*** Opening of Provided material ***

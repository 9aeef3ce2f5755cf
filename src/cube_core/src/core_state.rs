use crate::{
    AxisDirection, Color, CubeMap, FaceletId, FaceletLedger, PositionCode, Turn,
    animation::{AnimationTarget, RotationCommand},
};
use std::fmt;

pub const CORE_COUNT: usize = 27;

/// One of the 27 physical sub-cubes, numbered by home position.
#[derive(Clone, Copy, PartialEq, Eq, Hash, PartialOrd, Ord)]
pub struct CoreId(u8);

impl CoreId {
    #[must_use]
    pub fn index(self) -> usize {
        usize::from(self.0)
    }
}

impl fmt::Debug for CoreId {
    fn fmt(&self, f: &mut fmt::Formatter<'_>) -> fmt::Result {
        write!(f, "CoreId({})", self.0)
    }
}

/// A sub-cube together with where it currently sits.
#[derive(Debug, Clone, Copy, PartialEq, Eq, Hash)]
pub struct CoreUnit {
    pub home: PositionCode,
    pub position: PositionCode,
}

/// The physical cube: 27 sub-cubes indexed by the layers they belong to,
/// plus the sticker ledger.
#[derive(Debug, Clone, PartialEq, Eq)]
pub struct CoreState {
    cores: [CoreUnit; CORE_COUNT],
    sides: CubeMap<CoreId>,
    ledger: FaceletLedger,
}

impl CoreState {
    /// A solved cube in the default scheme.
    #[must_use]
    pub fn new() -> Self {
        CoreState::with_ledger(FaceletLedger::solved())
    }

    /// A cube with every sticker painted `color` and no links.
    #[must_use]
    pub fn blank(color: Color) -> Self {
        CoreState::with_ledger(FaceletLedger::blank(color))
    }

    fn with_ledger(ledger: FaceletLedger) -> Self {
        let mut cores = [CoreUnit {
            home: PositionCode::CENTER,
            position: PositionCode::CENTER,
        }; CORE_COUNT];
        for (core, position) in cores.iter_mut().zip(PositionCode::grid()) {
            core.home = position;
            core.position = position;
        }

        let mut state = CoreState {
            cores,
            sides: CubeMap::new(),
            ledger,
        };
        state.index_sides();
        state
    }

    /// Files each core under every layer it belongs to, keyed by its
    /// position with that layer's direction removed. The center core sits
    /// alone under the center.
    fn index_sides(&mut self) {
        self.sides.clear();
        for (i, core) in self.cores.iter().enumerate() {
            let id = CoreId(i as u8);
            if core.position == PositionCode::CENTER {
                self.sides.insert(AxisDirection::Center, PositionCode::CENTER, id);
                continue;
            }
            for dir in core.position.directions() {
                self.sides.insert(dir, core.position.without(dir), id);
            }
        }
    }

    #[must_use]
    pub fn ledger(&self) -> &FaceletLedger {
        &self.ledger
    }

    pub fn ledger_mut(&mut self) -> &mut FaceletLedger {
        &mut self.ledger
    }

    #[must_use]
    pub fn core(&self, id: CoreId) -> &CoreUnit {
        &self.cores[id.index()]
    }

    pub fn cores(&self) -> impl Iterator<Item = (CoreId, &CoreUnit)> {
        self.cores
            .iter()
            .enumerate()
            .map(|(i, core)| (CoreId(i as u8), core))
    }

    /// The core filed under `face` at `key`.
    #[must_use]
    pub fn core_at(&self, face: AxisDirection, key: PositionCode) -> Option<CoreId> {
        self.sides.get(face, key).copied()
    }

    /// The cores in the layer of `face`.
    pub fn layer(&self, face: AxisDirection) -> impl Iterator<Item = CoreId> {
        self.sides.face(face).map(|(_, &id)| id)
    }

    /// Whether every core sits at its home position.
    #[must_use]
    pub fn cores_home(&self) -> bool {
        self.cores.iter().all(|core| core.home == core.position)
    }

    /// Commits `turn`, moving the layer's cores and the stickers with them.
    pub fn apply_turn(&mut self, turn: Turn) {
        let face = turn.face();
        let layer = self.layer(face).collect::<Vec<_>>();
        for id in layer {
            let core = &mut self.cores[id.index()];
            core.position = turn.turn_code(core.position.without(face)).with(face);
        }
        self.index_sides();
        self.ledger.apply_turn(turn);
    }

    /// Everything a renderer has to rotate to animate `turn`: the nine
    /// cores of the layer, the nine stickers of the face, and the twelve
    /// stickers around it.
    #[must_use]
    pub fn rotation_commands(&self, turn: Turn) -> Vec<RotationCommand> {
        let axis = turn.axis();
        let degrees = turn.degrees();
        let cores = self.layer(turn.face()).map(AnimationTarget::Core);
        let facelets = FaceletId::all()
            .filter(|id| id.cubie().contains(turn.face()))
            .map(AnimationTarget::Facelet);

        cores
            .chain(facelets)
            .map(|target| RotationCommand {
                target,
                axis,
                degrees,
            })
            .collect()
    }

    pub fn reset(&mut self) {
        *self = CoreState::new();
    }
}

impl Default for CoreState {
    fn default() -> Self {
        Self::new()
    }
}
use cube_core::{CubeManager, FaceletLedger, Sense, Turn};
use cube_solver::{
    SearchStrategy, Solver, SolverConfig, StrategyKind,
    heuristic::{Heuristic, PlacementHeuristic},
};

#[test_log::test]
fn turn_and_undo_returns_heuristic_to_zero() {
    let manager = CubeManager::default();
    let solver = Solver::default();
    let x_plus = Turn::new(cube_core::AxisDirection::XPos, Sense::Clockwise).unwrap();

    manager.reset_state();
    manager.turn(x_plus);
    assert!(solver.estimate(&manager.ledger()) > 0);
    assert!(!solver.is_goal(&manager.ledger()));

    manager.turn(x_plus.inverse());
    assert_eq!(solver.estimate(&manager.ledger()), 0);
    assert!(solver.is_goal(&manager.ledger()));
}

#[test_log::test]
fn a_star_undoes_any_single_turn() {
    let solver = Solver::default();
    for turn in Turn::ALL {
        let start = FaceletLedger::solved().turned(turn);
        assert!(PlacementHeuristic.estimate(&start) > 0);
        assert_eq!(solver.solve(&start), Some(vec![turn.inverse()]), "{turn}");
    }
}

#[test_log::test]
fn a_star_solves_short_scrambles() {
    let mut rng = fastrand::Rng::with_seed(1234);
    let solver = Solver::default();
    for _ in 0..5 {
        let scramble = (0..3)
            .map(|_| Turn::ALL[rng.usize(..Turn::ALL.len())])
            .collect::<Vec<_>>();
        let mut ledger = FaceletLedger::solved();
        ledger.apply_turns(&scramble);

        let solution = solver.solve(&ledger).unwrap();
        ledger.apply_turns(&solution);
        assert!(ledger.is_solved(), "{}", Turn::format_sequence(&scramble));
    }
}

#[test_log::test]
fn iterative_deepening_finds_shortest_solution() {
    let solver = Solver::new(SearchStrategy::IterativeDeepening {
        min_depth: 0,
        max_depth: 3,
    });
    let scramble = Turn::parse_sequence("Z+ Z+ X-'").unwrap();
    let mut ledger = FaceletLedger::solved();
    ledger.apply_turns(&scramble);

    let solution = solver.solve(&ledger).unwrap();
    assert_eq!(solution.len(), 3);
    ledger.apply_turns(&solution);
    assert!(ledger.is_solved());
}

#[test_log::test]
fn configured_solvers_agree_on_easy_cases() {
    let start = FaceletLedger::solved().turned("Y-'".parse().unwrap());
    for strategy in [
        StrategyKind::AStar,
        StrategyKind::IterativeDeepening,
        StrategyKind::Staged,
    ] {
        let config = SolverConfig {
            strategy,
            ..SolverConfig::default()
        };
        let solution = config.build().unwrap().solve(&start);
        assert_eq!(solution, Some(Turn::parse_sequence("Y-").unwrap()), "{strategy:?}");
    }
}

*** Close of Provided material ***
*** Opening of Provided material ***

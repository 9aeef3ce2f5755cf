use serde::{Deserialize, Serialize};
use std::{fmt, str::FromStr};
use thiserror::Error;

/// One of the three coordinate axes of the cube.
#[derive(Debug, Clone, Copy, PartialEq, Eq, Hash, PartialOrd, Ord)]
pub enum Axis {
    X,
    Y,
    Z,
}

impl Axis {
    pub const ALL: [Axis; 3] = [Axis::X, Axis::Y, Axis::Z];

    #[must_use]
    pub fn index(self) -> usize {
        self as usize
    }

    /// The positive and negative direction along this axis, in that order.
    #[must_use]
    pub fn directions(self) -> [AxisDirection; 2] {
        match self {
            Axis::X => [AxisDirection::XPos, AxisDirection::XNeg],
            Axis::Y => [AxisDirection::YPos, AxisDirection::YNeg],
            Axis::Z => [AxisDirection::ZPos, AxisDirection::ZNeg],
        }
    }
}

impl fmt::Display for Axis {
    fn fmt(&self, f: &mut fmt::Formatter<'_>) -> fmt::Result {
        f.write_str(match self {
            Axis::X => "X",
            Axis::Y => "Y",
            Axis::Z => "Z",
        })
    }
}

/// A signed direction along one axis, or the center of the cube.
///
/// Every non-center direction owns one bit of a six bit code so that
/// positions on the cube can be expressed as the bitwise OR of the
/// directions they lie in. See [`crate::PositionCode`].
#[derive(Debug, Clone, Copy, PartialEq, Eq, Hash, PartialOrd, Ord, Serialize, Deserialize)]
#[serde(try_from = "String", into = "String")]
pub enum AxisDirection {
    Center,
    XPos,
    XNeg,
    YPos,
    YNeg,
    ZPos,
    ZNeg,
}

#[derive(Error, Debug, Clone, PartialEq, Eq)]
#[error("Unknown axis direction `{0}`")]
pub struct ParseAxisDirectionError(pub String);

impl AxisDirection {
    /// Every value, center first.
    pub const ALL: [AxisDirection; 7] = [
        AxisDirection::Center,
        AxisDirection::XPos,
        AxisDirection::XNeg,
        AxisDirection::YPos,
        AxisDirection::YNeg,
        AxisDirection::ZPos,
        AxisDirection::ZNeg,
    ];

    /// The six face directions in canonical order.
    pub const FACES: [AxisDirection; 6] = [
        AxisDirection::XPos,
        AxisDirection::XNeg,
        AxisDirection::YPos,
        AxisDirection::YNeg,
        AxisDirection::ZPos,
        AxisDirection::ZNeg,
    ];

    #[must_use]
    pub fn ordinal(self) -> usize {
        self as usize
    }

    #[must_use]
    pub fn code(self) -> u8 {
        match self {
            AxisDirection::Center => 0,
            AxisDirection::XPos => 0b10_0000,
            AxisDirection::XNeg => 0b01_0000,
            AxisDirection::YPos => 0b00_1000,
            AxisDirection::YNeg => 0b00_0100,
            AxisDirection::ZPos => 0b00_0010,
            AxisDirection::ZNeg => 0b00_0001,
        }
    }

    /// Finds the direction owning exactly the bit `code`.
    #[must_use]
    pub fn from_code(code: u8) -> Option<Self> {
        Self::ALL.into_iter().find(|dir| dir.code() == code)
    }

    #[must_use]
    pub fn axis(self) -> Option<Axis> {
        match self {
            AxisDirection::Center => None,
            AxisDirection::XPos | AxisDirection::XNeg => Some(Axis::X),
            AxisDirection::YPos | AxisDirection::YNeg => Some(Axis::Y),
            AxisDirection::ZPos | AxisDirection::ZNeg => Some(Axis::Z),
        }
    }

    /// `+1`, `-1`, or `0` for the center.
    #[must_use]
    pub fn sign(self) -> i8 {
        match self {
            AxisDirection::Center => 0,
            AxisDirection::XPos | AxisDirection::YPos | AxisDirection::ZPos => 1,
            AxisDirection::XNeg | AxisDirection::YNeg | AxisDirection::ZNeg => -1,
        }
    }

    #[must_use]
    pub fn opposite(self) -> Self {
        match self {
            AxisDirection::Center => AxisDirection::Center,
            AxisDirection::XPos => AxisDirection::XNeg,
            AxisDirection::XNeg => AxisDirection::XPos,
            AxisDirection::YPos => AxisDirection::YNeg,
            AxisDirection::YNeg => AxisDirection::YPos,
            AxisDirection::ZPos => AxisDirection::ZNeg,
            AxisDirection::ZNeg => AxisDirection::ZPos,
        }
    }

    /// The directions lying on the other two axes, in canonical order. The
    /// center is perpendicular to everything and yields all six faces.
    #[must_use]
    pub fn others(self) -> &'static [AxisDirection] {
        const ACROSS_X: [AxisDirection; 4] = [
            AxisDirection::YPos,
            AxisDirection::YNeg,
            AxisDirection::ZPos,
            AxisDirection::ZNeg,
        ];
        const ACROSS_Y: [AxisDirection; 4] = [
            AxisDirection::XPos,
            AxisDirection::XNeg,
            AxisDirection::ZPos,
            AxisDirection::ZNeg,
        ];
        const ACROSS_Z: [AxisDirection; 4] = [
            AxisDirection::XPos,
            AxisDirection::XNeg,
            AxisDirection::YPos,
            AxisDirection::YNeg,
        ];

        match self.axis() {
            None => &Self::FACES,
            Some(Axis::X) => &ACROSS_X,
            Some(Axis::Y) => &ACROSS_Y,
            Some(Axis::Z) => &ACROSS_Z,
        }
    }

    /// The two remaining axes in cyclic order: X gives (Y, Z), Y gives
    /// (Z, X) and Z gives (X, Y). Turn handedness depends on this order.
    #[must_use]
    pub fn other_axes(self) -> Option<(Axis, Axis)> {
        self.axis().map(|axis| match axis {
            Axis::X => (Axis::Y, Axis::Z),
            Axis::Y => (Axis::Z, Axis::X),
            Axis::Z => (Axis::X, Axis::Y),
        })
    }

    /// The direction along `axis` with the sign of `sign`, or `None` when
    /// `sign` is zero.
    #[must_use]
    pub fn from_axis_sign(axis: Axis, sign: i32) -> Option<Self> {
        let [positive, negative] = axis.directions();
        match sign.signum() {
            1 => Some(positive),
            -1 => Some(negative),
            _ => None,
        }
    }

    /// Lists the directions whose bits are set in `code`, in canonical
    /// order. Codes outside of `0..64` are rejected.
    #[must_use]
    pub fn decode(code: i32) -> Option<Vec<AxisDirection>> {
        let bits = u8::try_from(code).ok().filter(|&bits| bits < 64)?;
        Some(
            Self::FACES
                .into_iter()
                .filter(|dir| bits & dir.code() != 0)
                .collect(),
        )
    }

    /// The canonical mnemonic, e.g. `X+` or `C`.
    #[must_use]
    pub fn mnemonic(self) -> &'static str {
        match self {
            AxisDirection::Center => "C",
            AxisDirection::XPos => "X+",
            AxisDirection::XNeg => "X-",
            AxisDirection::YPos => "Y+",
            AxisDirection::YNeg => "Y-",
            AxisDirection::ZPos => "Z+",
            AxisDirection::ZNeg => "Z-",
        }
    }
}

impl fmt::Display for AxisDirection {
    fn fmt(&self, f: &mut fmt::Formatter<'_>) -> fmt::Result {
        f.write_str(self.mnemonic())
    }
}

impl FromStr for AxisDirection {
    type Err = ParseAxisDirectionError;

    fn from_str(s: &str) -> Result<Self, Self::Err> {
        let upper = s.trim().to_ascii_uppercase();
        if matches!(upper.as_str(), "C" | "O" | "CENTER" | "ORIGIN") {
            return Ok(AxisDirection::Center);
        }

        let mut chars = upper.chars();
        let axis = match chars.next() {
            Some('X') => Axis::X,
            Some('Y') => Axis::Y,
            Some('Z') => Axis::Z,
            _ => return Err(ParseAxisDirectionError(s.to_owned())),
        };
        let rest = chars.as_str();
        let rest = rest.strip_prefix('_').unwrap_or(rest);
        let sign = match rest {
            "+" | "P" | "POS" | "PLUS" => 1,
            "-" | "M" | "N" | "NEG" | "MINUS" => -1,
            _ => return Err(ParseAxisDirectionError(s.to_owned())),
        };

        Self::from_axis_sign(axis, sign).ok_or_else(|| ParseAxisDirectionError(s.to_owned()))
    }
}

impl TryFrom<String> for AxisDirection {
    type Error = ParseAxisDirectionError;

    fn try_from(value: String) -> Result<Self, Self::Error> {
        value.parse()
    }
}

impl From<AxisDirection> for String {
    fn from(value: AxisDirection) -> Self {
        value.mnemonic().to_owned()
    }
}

*** Close of Provided material ***
*** Opening of Provided material ***

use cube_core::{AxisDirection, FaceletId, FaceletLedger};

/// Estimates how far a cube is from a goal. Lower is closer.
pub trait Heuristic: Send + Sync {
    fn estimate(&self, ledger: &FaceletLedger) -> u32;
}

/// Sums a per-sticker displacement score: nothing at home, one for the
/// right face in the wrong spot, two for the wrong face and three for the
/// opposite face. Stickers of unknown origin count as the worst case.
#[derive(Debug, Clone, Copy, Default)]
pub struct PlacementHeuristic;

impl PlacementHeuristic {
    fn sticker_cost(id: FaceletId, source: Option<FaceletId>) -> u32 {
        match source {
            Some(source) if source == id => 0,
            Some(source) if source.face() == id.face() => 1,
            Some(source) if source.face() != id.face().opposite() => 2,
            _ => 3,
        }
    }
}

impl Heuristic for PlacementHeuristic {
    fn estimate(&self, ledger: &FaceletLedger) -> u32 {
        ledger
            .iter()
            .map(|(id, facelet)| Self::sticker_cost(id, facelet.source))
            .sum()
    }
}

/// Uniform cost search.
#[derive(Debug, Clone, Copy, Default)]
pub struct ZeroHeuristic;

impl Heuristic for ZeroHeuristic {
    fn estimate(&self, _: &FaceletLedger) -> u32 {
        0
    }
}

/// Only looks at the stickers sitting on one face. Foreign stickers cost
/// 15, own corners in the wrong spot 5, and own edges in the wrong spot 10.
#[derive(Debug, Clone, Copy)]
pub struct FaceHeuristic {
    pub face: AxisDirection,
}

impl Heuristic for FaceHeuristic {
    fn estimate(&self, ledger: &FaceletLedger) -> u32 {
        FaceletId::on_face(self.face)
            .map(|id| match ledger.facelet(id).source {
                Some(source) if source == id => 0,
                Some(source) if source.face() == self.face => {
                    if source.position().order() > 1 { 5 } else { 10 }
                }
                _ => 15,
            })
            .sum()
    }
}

*** Close of Provided material ***

**Task details**
Copy each line in the entries above where the word "nine" shows up.

**Solution for this problem**
    /// Everything a renderer has to rotate to animate `turn`: the nine
    /// cores of the layer, the nine stickers of the face, and the twelve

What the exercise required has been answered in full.